==== INFORMATION GIVEN ====
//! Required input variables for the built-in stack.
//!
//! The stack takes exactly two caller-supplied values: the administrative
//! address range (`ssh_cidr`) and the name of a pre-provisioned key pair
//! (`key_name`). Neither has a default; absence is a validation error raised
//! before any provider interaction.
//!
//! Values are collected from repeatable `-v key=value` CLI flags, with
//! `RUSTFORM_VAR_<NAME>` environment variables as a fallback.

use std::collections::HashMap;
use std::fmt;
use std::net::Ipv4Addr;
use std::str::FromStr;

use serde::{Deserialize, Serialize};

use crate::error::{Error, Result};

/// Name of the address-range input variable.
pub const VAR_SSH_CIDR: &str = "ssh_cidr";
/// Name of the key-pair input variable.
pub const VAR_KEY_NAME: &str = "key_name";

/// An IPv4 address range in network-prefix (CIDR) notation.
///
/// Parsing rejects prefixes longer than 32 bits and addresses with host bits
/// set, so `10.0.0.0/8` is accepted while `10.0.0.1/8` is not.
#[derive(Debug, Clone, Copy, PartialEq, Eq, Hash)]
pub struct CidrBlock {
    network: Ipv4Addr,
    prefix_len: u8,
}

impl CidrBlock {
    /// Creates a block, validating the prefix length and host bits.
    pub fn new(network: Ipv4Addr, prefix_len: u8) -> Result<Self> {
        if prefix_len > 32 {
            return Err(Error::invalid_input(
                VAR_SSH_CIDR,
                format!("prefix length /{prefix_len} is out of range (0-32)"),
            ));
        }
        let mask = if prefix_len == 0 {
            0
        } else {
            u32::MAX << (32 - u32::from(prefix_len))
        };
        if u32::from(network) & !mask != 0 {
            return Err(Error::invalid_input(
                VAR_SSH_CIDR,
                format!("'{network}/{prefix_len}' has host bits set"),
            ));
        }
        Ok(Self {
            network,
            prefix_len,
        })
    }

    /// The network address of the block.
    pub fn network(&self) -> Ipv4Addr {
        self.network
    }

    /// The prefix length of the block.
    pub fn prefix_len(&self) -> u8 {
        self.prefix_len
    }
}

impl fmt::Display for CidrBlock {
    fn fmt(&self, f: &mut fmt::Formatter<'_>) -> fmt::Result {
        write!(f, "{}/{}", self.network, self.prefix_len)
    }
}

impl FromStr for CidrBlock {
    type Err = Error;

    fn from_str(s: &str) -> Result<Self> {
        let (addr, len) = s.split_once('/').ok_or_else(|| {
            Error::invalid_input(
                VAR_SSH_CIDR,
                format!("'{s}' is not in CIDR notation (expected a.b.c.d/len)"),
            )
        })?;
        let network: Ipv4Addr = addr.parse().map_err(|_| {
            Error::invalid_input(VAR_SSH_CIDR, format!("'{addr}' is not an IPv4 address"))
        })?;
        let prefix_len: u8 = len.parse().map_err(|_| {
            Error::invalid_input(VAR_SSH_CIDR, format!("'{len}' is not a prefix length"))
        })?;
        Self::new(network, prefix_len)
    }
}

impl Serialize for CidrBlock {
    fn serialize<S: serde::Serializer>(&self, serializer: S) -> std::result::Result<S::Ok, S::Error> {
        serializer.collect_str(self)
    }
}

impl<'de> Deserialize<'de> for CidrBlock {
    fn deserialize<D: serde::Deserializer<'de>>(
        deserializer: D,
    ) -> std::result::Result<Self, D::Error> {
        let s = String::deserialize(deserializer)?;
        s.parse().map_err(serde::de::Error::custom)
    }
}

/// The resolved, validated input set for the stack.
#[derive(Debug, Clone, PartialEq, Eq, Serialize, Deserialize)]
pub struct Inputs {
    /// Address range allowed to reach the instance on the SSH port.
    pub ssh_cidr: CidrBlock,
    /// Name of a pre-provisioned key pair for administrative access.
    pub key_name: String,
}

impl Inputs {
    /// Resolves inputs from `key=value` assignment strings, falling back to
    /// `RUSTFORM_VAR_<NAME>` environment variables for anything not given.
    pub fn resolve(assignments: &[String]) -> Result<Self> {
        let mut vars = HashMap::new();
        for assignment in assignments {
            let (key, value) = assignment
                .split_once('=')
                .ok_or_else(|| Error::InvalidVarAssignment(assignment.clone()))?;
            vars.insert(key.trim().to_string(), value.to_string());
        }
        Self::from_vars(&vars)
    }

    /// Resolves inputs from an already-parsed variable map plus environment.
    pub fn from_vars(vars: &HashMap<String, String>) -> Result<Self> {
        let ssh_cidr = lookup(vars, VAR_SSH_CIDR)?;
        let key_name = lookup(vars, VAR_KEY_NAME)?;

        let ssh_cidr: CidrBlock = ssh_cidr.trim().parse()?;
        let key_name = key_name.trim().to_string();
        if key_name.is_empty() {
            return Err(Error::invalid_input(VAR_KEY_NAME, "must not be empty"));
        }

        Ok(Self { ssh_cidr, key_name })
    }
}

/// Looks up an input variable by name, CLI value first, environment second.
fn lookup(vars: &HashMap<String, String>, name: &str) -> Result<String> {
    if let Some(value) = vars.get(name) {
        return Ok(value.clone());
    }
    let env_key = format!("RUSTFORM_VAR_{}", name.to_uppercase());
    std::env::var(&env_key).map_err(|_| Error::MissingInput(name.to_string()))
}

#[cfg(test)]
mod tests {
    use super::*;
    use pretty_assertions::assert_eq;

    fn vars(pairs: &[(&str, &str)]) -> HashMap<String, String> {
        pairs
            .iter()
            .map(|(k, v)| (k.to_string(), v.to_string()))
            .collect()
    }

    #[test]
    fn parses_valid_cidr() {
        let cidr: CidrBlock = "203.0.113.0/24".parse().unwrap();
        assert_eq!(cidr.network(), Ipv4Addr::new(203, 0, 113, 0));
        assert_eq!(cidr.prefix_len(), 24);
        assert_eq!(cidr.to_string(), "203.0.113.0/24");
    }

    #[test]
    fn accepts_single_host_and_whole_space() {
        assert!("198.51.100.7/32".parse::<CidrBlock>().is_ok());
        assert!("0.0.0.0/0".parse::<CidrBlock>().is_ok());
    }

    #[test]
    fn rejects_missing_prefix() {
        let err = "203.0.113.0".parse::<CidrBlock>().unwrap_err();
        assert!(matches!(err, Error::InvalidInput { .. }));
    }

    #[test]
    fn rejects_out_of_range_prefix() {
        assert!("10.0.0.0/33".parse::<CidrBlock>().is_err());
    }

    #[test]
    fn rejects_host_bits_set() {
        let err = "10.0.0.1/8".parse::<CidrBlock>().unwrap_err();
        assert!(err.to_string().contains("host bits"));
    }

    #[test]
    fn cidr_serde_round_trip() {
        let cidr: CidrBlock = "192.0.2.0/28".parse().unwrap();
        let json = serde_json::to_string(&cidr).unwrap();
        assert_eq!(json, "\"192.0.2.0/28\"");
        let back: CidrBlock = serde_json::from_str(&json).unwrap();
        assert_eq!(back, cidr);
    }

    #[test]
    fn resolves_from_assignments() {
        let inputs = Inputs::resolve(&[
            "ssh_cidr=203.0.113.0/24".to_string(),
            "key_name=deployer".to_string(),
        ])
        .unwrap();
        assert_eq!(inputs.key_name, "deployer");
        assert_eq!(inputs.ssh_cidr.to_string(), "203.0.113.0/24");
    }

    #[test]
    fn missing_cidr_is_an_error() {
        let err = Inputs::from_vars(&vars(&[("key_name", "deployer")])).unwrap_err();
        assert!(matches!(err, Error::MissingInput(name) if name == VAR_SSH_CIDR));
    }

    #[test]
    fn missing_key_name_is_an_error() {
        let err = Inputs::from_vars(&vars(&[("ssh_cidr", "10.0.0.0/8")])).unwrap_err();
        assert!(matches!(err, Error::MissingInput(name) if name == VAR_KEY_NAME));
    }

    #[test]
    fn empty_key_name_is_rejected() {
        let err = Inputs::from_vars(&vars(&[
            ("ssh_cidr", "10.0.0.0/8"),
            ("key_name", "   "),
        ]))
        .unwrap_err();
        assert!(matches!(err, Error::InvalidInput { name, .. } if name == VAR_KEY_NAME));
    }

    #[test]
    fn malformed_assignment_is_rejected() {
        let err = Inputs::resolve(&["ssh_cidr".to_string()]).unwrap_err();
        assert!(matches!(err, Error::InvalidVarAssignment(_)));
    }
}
====
THE TASK -> Which lines above include the word "with"? Pick them out and copy them.

REPLY ->
//! Values are collected from repeatable `-v key=value` CLI flags, with
/// Parsing rejects prefixes longer than 32 bits and addresses with host bits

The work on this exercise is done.